[Recorded data]
+===+

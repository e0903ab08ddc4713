use async_trait::async_trait;

use crate::credentials::CredentialLease;
use crate::protocol::{RecordingDescriptor, ReportMetadata, StageError};

pub mod local;

pub use local::{CommandBackend, FileFetcher, JsonlReportSink, ManifestSource};

/// Lazy sequence of recording descriptors to process
///
/// The scheduler drains the source once during `submit`; already
/// checkpointed ids are filtered out before a job is ever created.
#[async_trait]
pub trait CallLogSource: Send {
    /// Yield the next descriptor, or None at the end of the log
    async fn next(&mut self) -> crate::Result<Option<RecordingDescriptor>>;
}

/// Turns a fetch reference into raw audio bytes
///
/// The fetch stage is not metered by the credential pool; it has its own,
/// typically more generous limiter (see the scheduler's fetch pacing).
#[async_trait]
pub trait BlobFetcher: Send + Sync {
    async fn fetch(&self, fetch_ref: &str) -> Result<Vec<u8>, StageError>;
}

/// Turns audio bytes plus a credential into transcript text
///
/// Implementations must be safe to retry: the scheduler may re-transcribe
/// a recording whose checkpoint write was lost to a crash.
#[async_trait]
pub trait TranscriptionBackend: Send + Sync {
    async fn transcribe(
        &self,
        audio: &[u8],
        credential: &CredentialLease,
    ) -> Result<String, StageError>;
}

/// Persists a finished transcript
#[async_trait]
pub trait ReportSink: Send + Sync {
    /// Write one result; returns an opaque output reference stored in the
    /// job's checkpoint record
    async fn write(
        &self,
        job_id: &str,
        text: &str,
        metadata: &ReportMetadata,
    ) -> crate::Result<String>;
}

+===+

PROMPT:
All of the data above needs to be transcribed verbatim.

ANSWER TO THIS TASK:
repository e0903ab08ddc4713
use async_trait::async_trait;

use crate::credentials::CredentialLease;
use crate::protocol::{RecordingDescriptor, ReportMetadata, StageError};

pub mod local;

pub use local::{CommandBackend, FileFetcher, JsonlReportSink, ManifestSource};

/// Lazy sequence of recording descriptors to process
///
/// The scheduler drains the source once during `submit`; already
/// checkpointed ids are filtered out before a job is ever created.
#[async_trait]
pub trait CallLogSource: Send {
    /// Yield the next descriptor, or None at the end of the log
    async fn next(&mut self) -> crate::Result<Option<RecordingDescriptor>>;
}

/// Turns a fetch reference into raw audio bytes
///
/// The fetch stage is not metered by the credential pool; it has its own,
/// typically more generous limiter (see the scheduler's fetch pacing).
#[async_trait]
pub trait BlobFetcher: Send + Sync {
    async fn fetch(&self, fetch_ref: &str) -> Result<Vec<u8>, StageError>;
}

/// Turns audio bytes plus a credential into transcript text
///
/// Implementations must be safe to retry: the scheduler may re-transcribe
/// a recording whose checkpoint write was lost to a crash.
#[async_trait]
pub trait TranscriptionBackend: Send + Sync {
    async fn transcribe(
        &self,
        audio: &[u8],
        credential: &CredentialLease,
    ) -> Result<String, StageError>;
}

/// Persists a finished transcript
#[async_trait]
pub trait ReportSink: Send + Sync {
    /// Write one result; returns an opaque output reference stored in the
    /// job's checkpoint record
    async fn write(
        &self,
        job_id: &str,
        text: &str,
        metadata: &ReportMetadata,
    ) -> crate::Result<String>;
}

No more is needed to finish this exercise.